In the past few years, Ethereum has made significant progress on its roadmap, completing the transition from Proof of Work (PoW) to Proof of Stake (PoS), known as “The Merge”. Recently, the “Dencun” upgrade was carried out, including proto-danksharding, making Layer 2 transactions cheaper.
Before Dencun, the transaction fees on Layer 2 were around $0.50, but now most Layer 2 chain transactions cost only a few cents. This change greatly promotes the expansion of new applications on Ethereum.
Since the Dencun upgrade, the daily transaction volume of Arbitrum and Base has exceeded that of the Ethereum mainnet, and this trend remains unchanged. Although there is still much work to be done for Ethereum’s scalability, this is an important step in the right direction, with infrastructure significantly improved since the previous cycle. In recent months, activity and transaction volume on Arbitrum and Base chains have increased, possibly just the tip of the iceberg for the upcoming cycle.
Layer 3 Expansion
The initial versions of Ethereum rollups were Optimism and Arbitrum, both optimistic rollups. Currently, there are more and more Layer 2 optimistic and zero-knowledge rollups, most of which are classified as general purpose. The choice of running or building applications on a particular rollup depends on the required feature set and security requirements. For example, applications like Uniswap can run on a general-purpose Layer 2 (such as Arbitrum One). However, if you are a crypto game or NFT project, or another application that requires higher throughput or extremely low transaction fees (such as $0.0001), you may need a different solution. This is where Layer 3 comes in.
Examples of Layer 3 frameworks include Arbitrum Orbit and zkSync Hyperchains. Although Layer 3 is still in its early stages, it can be expected to undergo some changes and improvements in the future. The overall idea of Layer 3 is to further expand Ethereum by creating highly customizable, cheap, fast, and interoperable chains with varying degrees of security and decentralization.
Degen Chain (DEGEN)
Degen Chain is an emerging innovative blockchain launched in January 2024, quickly gaining attention with a fully diluted valuation (FDV) exceeding $20 billion within three months of its launch.
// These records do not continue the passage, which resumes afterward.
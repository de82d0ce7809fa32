use crate::clipboard::Dialer;
use crate::config::Config;
use crate::content::{QuickLink, PHONE_DISPLAY, PHONE_TEL};
use crate::site::{contains_contact_form, Page, Section};
use crate::ui::contact::{ContactFormState, ContactIntent, ContactReducer, FormField, ResetTimer};
use crate::ui::events::AppEvent;
use crate::ui::input::handle_key;
use crate::ui::layout::body_rect;
use crate::ui::mvi::Reducer;
use crate::ui::sections::{body_layout, BodyLayout};
use crate::ui::theme::Theme;
use crate::ui::view::{ViewIntent, ViewReducer, ViewState};
use ratatui::layout::Rect;
use std::sync::mpsc;
use std::time::{Duration, Instant};
use tokio::runtime::Handle;

const STATUS_TTL: Duration = Duration::from_secs(4);

/// Who receives typed keys.
#[derive(Clone, Copy, Debug, Eq, PartialEq)]
pub enum Focus {
    Nav,
    Form,
}

#[derive(Debug, Clone)]
struct StatusMessage {
    text: String,
    expires_at: Instant,
}

/// Generic MVI dispatch: takes current state, runs reducer, stores result.
macro_rules! dispatch_mvi {
    ($self:expr, $field:ident, $reducer:ty, $intent:expr) => {
        $self.$field = <$reducer>::reduce(std::mem::take(&mut $self.$field), $intent);
    };
}

/// Root state holder. Owns every feature state and is the only writer.
pub struct App {
    should_quit: bool,
    focus: Focus,
    /// Body viewport (cols, rows).
    size: Option<(u16, u16)>,
    theme: Theme,
    view: ViewState,
    contact: ContactFormState,
    reset_timer: ResetTimer,
    reset_delay: Duration,
    events: mpsc::Sender<AppEvent>,
    dialer: Box<dyn Dialer>,
    status: Option<StatusMessage>,
}

impl App {
    pub fn new(
        config: &Config,
        runtime: Handle,
        events: mpsc::Sender<AppEvent>,
        dialer: Box<dyn Dialer>,
    ) -> Self {
        Self {
            should_quit: false,
            focus: Focus::Nav,
            size: None,
            theme: Theme::from_config(&config.theme),
            view: ViewState::default(),
            contact: ContactFormState::default(),
            reset_timer: ResetTimer::new(runtime),
            reset_delay: config.form.reset_delay(),
            events,
            dialer,
            status: None,
        }
    }

    pub fn should_quit(&self) -> bool {
        self.should_quit
    }

    pub fn request_quit(&mut self) {
        self.should_quit = true;
    }

    pub fn focus(&self) -> Focus {
        self.focus
    }

    pub fn theme(&self) -> &Theme {
        &self.theme
    }

    pub fn page(&self) -> Page {
        self.view.page
    }

    pub fn view(&self) -> &ViewState {
        &self.view
    }

    pub fn contact(&self) -> &ContactFormState {
        &self.contact
    }

    pub fn scroll(&self) -> u16 {
        self.view.scroll
    }

    pub fn status_message(&self) -> Option<&str> {
        self.status.as_ref().map(|status| status.text.as_str())
    }

    pub fn is_reset_pending(&self) -> bool {
        self.reset_timer.is_pending()
    }

    /// Focused form field, when the form owns the keyboard.
    pub fn form_focus(&self) -> Option<FormField> {
        match self.focus {
            Focus::Form => Some(self.contact.focus),
            Focus::Nav => None,
        }
    }

    /// Body lines for the current state at the current viewport width.
    pub fn body_layout(&self) -> BodyLayout {
        let width = self.size.map(|(cols, _)| cols).unwrap_or(80);
        body_layout(
            &self.view,
            &self.contact,
            self.form_focus(),
            &self.theme,
            width,
        )
    }

    /// Apply one event from the loop.
    pub fn handle_event(&mut self, event: AppEvent) {
        match event {
            AppEvent::Key(key) => handle_key(self, key),
            AppEvent::Tick => self.on_tick(),
            AppEvent::Resize(cols, rows) => self.on_terminal_resize(cols, rows),
            AppEvent::ContactReset { generation } => self.on_contact_reset(generation),
        }
    }

    pub fn on_tick(&mut self) {
        if self
            .status
            .as_ref()
            .is_some_and(|status| Instant::now() >= status.expires_at)
        {
            self.status = None;
        }
    }

    /// Terminal resized to `cols` x `rows`; the body gets what the chrome leaves.
    pub fn on_terminal_resize(&mut self, cols: u16, rows: u16) {
        let body = body_rect(Rect::new(0, 0, cols, rows));
        self.on_resize(body.width.max(1), body.height.max(1));
    }

    /// Body viewport resized.
    pub fn on_resize(&mut self, cols: u16, rows: u16) {
        self.size = Some((cols, rows));
        let max = self.max_scroll();
        if self.view.scroll > max {
            dispatch_mvi!(self, view, ViewReducer, ViewIntent::ScrollToTop);
            self.scroll_down(max);
        }
    }

    /// Show `page`, scrolled to the top.
    ///
    /// Leaving a page unmounts its contact form: typed values and any pending
    /// reset are discarded.
    pub fn set_page(&mut self, page: Page) {
        let previous = self.view.page;
        dispatch_mvi!(self, view, ViewReducer, ViewIntent::SetPage(page));
        if previous != page {
            self.remount_contact();
            self.focus = Focus::Nav;
            tracing::info!(from = ?previous, to = ?page, "Page changed");
        }
    }

    fn remount_contact(&mut self) {
        self.reset_timer.cancel();
        self.contact = ContactFormState {
            generation: self.contact.generation,
            ..ContactFormState::default()
        };
    }

    /// Primary call-to-action of the visible page.
    pub fn activate_page_action(&mut self) {
        match self.view.page {
            Page::Home | Page::Services | Page::About => self.set_page(Page::Contact),
            Page::Contact => {
                self.focus_form();
            }
        }
    }

    /// Follow a footer quick link.
    pub fn open_quick_link(&mut self, link: &QuickLink) {
        tracing::debug!(link = link.label, "Quick link opened");
        self.set_page(link.target());
    }

    /// Move keyboard focus into the contact form if one is visible.
    pub fn focus_form(&mut self) -> bool {
        if !contains_contact_form(self.view.page) || !self.contact.shows_form() {
            return false;
        }
        self.focus = Focus::Form;
        self.scroll_to_section(Section::ContactForm);
        true
    }

    pub fn focus_nav(&mut self) {
        self.focus = Focus::Nav;
    }

    pub fn dispatch_contact(&mut self, intent: ContactIntent) {
        dispatch_mvi!(self, contact, ContactReducer, intent);
    }

    /// Fire the form's submit action.
    pub fn submit_contact(&mut self) {
        let before = self.contact.generation;
        self.dispatch_contact(ContactIntent::Submit);

        if self.contact.generation == before {
            tracing::debug!(missing = ?self.contact.rejected, "Estimate request blocked");
            return;
        }

        let generation = self.contact.generation;
        let events = self.events.clone();
        self.reset_timer.schedule(self.reset_delay, move || {
            let _ = events.send(AppEvent::ContactReset { generation });
        });
        self.focus = Focus::Nav;
        tracing::info!(generation, "Estimate request acknowledged");
    }

    pub fn on_contact_reset(&mut self, generation: u64) {
        let was_submitted = self.contact.submitted;
        self.dispatch_contact(ContactIntent::Reset { generation });
        if was_submitted && !self.contact.submitted {
            tracing::debug!(generation, "Contact form restored");
        }
    }

    /// Hand the business number off to the host.
    pub fn call_now(&mut self) {
        let text = match self.dialer.dial(PHONE_TEL) {
            Ok(()) => {
                tracing::info!("Phone link handed off");
                format!("Copied {PHONE_TEL} to clipboard")
            }
            Err(err) => {
                tracing::warn!(error = %err, "Phone hand-off failed");
                format!("Call us: {PHONE_DISPLAY}")
            }
        };
        self.status = Some(StatusMessage {
            text,
            expires_at: Instant::now() + STATUS_TTL,
        });
    }

    fn max_scroll(&self) -> u16 {
        let rows = self.size.map(|(_, rows)| rows).unwrap_or(0) as usize;
        let height = self.body_layout().height();
        u16::try_from(height.saturating_sub(rows)).unwrap_or(u16::MAX)
    }

    pub fn scroll_up(&mut self, lines: u16) {
        dispatch_mvi!(self, view, ViewReducer, ViewIntent::ScrollUp { lines });
    }

    pub fn scroll_down(&mut self, lines: u16) {
        let max = self.max_scroll();
        dispatch_mvi!(self, view, ViewReducer, ViewIntent::ScrollDown { lines, max });
    }

    pub fn scroll_to_top(&mut self) {
        dispatch_mvi!(self, view, ViewReducer, ViewIntent::ScrollToTop);
    }

    fn scroll_to_section(&mut self, section: Section) {
        let Some(offset) = self.body_layout().offset_of(section) else {
            return;
        };
        let target = u16::try_from(offset).unwrap_or(u16::MAX);
        self.scroll_to_top();
        self.scroll_down(target);
    }

    /// Body viewport height, used for page-wise scrolling.
    pub fn page_height(&self) -> u16 {
        self.size.map(|(_, rows)| rows).unwrap_or(1).max(1)
    }
}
Degen Chain was initially launched on Farcaster’s Degen channel, a new social app that allows users to “tip” quality content. Degen is built on Arbitrum Orbit, settles to Base, and uses AnyTrust for data availability (DA). The initial hype around the chain led to a surge in total value locked (TVL), but then stabilized, with the price of DEGEN adjusting accordingly.
Sanko (DMT)
Another interesting Layer 3 application is Sanko, another chain built on Arbitrum Orbit, settling to Arbitrum L2, and using AnyTrust for data availability. Sanko focuses mainly on NFTs and gaming, leveraging Layer 3 for low costs and high throughput. The native token of Sanko, DMT, performed well in 2024.
Dream Machine is an interesting application of Sanko L3, which combines social and gaming on a single platform.
Sanko.TV combines gaming and streaming entertainment, allowing users to purchase passes for their favorite streamers and access private chat rooms, similar to Friend.tech.
Sanko showcases the customizability of Layer 3 chains, demonstrating its potential. The rise in DMT price indicates continued interest in the content built by Sanko, and the innovative nature of combining gaming and social aspects is a compelling value proposition. With social apps gaining momentum, Sanko is undoubtedly a project worth watching.
The Future of Layer 3
Layer 2 mainnets have been live for several years and have made significant progress in scaling Ethereum. While the scalability roadmap continues to advance, highly customizable Layer 3 seems to be the logical next step. Many projects are already experimenting on Layer 3 and making varying degrees of progress.
However, an interesting use case and a brief hype period do not necessarily mean a good investment. In the two examples discussed (DEGEN and DMT), the native tokens experienced significant fluctuations, and these chains are far from being proven. Nevertheless, with Layer 2 already expanded and transaction fees only requiring a few cents, opportunities and use cases have significantly increased. It is important to track trends in application types brought about by increased throughput and customizability, as Layer 3 will undoubtedly bring some interesting investment opportunities.